Problem to solve: When the string "this" appears in a line of the records, show the whole line.

Collected data
________

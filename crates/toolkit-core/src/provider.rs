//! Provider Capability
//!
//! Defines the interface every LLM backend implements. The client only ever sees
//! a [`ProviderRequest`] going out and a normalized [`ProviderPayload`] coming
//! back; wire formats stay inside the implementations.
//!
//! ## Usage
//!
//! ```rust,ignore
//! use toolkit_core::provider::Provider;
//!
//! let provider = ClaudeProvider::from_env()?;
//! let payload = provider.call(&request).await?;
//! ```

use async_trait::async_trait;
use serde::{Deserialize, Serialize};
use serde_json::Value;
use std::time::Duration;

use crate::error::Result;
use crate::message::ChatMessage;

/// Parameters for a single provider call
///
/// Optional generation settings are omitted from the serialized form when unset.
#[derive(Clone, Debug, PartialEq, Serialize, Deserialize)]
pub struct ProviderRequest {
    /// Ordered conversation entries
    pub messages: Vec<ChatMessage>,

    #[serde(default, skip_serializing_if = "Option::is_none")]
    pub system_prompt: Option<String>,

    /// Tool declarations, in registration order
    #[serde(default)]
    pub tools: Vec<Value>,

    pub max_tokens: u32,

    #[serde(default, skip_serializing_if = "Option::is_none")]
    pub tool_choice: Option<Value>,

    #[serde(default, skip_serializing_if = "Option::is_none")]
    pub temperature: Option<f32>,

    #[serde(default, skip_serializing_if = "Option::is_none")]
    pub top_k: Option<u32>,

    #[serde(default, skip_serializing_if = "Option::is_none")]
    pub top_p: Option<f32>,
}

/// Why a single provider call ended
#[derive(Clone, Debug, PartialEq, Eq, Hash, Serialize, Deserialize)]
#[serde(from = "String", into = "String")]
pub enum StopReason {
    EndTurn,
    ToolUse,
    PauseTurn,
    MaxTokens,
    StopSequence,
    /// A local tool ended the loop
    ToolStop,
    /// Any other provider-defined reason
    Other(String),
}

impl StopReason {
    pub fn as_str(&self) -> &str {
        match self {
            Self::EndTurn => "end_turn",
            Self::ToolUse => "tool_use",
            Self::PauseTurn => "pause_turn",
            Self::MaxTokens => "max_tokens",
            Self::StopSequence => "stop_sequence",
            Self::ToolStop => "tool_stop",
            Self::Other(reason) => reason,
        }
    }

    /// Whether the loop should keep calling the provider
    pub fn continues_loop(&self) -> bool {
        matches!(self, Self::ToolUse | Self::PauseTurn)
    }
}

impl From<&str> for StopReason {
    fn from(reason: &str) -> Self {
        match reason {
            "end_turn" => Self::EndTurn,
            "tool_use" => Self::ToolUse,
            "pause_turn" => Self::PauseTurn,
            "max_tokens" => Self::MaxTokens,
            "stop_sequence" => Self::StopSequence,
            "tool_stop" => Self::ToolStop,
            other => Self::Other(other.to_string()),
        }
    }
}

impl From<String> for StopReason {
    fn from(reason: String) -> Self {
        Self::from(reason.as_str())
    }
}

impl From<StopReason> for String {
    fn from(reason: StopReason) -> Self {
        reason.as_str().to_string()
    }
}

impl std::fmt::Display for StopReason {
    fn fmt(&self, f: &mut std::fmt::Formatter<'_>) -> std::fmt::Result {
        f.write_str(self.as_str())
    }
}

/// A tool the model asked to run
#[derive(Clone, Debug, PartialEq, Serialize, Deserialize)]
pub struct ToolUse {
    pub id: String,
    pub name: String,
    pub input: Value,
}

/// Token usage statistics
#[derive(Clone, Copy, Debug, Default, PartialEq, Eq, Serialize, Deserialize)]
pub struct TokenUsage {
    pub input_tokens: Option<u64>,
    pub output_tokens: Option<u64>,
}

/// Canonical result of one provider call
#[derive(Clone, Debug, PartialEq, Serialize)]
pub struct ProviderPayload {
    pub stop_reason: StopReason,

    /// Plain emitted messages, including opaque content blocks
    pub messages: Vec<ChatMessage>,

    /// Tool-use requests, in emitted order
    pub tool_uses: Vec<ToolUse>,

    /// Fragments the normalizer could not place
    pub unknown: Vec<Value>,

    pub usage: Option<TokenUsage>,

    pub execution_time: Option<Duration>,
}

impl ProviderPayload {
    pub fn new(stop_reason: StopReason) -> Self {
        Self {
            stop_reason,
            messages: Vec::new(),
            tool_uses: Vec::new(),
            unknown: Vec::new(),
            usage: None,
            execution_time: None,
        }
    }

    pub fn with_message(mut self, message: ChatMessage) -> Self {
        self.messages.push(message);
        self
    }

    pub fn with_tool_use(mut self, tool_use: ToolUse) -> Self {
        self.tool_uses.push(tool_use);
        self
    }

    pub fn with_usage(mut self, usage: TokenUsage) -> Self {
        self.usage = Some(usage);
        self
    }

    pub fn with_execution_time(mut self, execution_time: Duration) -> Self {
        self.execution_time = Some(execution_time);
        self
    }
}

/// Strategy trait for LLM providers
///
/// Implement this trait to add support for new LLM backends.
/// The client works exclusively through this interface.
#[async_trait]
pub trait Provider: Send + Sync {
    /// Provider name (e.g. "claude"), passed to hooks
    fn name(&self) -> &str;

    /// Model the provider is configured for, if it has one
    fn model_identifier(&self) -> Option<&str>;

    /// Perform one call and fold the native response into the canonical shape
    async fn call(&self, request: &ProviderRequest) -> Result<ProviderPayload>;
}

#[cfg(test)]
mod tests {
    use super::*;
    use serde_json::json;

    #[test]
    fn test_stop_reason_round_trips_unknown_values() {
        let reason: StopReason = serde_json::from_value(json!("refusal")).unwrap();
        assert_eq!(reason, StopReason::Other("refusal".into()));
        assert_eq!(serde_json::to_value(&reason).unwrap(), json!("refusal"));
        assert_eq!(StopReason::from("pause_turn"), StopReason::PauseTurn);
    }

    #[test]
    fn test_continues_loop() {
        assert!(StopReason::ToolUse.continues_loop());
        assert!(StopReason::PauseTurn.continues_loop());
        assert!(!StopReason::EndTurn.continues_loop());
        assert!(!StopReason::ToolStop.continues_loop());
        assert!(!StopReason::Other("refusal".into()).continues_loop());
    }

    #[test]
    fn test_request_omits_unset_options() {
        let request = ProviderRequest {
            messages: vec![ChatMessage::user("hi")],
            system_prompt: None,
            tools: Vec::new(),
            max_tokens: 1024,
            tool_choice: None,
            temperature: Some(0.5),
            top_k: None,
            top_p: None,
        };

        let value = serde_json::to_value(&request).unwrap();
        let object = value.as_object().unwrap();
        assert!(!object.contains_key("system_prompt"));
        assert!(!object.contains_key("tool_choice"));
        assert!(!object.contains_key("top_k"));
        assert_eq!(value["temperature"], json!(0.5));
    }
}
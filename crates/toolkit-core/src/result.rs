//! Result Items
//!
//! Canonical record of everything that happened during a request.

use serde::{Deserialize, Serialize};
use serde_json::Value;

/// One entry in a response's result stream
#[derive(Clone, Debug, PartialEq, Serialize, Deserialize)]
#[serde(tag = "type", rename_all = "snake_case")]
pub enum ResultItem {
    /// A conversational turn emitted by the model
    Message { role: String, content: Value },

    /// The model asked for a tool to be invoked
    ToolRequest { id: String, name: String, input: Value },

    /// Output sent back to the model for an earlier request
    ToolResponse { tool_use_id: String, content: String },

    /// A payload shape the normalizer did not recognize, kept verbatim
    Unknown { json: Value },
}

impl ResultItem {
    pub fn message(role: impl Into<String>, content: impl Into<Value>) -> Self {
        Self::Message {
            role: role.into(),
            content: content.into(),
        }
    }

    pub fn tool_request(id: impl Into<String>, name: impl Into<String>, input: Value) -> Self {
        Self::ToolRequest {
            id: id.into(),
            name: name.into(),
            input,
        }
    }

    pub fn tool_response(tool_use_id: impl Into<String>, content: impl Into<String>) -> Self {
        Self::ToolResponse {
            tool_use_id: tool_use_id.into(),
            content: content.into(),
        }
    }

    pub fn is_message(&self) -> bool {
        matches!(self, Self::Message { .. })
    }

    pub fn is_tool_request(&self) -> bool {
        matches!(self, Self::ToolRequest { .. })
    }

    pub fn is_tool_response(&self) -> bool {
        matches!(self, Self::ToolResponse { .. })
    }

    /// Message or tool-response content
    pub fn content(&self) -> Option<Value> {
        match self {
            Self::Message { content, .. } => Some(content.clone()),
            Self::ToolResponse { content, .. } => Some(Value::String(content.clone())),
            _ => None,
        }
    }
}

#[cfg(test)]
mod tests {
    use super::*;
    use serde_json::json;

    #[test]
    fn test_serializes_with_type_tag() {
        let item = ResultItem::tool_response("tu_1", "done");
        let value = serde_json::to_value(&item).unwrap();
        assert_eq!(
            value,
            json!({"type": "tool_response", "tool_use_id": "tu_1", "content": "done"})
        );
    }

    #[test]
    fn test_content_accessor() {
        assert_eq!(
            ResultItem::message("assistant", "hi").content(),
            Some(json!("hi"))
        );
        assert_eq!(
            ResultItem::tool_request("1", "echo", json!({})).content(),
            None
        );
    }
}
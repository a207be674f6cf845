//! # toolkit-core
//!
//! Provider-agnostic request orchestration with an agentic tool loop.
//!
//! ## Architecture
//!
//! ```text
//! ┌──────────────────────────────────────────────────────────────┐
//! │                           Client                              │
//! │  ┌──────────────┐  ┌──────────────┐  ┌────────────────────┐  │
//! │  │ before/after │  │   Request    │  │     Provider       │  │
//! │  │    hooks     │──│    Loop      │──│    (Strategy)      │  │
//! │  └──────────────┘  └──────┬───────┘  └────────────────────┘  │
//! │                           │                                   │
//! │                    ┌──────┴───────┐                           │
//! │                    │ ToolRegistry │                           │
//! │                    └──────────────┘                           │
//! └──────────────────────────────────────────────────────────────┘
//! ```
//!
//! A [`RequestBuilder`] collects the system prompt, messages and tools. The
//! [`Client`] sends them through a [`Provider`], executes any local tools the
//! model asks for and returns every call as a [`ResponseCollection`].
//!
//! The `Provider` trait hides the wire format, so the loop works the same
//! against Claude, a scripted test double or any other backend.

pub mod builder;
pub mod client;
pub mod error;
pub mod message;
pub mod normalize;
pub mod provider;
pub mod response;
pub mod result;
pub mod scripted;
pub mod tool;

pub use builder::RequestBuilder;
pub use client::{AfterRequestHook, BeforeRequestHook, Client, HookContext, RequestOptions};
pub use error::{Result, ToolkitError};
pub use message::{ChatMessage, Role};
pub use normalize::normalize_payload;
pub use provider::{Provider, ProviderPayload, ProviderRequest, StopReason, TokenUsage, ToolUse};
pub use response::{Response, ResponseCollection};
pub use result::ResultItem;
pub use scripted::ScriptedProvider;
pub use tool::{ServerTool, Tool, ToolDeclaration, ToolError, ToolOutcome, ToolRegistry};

________

Task answer:
/// Implement this trait to add support for new LLM backends.
/// The client works exclusively through this interface.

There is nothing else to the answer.